(Collected data)

————————

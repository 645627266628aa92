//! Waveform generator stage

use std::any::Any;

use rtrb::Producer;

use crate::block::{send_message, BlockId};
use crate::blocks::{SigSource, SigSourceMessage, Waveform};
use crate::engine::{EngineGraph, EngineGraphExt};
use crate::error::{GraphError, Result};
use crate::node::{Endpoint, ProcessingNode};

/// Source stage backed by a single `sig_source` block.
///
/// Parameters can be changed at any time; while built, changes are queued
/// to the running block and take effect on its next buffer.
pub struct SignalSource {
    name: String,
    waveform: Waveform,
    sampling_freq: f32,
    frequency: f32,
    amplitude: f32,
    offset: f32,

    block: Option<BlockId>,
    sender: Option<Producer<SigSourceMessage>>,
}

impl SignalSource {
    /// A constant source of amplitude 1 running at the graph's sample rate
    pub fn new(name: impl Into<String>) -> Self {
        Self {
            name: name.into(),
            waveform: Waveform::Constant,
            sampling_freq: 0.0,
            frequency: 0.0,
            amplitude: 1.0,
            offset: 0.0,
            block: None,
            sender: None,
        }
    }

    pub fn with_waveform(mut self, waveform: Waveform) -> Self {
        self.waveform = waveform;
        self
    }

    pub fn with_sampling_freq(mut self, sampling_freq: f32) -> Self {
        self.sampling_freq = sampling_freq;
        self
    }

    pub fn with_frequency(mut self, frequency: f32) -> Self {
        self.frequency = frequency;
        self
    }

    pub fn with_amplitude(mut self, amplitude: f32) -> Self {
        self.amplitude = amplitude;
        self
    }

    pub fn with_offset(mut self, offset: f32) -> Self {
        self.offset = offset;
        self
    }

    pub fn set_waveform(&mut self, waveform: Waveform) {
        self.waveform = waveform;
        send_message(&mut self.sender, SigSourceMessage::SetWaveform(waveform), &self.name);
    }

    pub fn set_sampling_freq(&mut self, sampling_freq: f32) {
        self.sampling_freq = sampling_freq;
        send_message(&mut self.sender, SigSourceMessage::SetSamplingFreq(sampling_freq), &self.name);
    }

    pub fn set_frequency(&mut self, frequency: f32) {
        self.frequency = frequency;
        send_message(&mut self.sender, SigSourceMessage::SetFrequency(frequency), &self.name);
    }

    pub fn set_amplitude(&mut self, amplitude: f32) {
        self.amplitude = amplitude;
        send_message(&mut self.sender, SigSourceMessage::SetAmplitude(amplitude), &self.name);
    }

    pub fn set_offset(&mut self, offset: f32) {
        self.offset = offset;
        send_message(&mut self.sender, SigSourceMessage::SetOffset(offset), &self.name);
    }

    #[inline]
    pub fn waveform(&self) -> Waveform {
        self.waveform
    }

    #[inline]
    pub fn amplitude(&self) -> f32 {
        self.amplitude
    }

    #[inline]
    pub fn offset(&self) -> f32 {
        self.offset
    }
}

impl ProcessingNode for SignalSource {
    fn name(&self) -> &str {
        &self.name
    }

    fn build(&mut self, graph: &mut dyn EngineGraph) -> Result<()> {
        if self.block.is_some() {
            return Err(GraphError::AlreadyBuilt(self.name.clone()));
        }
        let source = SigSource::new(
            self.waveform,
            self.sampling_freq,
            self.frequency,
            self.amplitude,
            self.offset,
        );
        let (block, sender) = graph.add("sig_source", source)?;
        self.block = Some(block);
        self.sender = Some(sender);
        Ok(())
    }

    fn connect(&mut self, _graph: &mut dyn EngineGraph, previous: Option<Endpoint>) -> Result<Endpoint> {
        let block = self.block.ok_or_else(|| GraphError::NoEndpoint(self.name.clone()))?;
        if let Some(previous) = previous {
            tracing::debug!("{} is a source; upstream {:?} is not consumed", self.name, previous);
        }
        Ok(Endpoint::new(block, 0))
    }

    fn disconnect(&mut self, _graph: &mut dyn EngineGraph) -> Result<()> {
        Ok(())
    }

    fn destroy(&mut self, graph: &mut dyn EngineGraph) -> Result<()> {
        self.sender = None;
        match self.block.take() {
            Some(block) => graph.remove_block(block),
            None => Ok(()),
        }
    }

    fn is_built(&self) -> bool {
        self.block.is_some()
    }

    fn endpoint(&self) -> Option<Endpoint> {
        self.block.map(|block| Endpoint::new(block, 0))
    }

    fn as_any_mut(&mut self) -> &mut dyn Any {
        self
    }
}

————————

Copy out each line of the records where the string "BlockId" appears.

● ANSWER BOX
use crate::block::{send_message, BlockId};
    block: Option<BlockId>,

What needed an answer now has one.